_EXERCISE GOAL_
Go through the data below and return each line where the string "char" appears.

_DATA TO USE_
"""

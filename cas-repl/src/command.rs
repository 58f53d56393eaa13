//! Parsing of the commands accepted by the REPL.
//!
//! A line is either an expression to simplify, or a derivative command of the form
//! `diff <variable>[^<order>] <expression>`.

use cas_error::Error;
use cas_parser::tokenizer::{tokenize_complete, TokenKind};
use cas_simplify::Term;
use std::ops::Range;
use super::error::{InvalidOrder, InvalidVariable, MissingExpression, MissingVariable};

/// The keyword that starts a derivative command.
const DIFF: &str = "diff";

/// A command entered into the REPL.
#[derive(Debug, Clone, PartialEq)]
pub enum Command {
    /// Simplify the expression.
    Simplify(Term),

    /// Compute the first `order` derivatives of the expression with respect to `variable`.
    Derivative {
        variable: String,
        order: usize,
        term: Term,
    },
}

/// Returns the span of the next whitespace-separated word at or after `from`.
fn next_word(line: &str, from: usize) -> Option<Range<usize>> {
    let start = from + line[from..].find(|c: char| !c.is_whitespace())?;
    let end = line[start..]
        .find(char::is_whitespace)
        .map_or(line.len(), |len| start + len);
    Some(start..end)
}

/// Parses the expression starting at byte `offset` of the line. The spans of any error point into
/// the whole line.
fn parse_term(line: &str, offset: usize) -> Result<Term, Error> {
    line[offset..].parse::<Term>().map_err(|mut err| {
        for span in err.spans.iter_mut() {
            span.start += offset;
            span.end += offset;
        }
        err
    })
}

/// Returns true if the given string is exactly one name token.
fn is_variable_name(name: &str) -> bool {
    matches!(&*tokenize_complete(name), [token] if token.kind == TokenKind::Name)
}

/// Parses the rest of a derivative command, where `keyword` is the span of `diff`.
fn parse_derivative(line: &str, keyword: Range<usize>) -> Result<Command, Error> {
    let Some(word) = next_word(line, keyword.end) else {
        return Err(Error::new(vec![keyword], MissingVariable));
    };

    let (name, order) = match line[word.clone()].split_once('^') {
        Some((name, order)) => {
            let order_span = word.start + name.len() + 1..word.end;
            let order = order
                .parse::<usize>()
                .ok()
                .filter(|order| *order >= 1)
                .ok_or_else(|| Error::new(vec![order_span], InvalidOrder { order: order.to_owned() }))?;
            (name, order)
        },
        None => (&line[word.clone()], 1),
    };

    if !is_variable_name(name) {
        return Err(Error::new(vec![word], InvalidVariable { name: name.to_owned() }));
    }

    if line[word.end..].trim().is_empty() {
        return Err(Error::new(vec![word], MissingExpression));
    }

    Ok(Command::Derivative {
        variable: name.to_owned(),
        order,
        term: parse_term(line, word.end)?,
    })
}

/// Parses a line of input into a [`Command`].
pub fn parse_command(line: &str) -> Result<Command, Error> {
    match next_word(line, 0) {
        Some(keyword) if &line[keyword.clone()] == DIFF => parse_derivative(line, keyword),
        _ => parse_term(line, 0).map(Command::Simplify),
    }
}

"""

_TASK SOLUTION_
    let start = from + line[from..].find(|c: char| !c.is_whitespace())?;
        .find(char::is_whitespace)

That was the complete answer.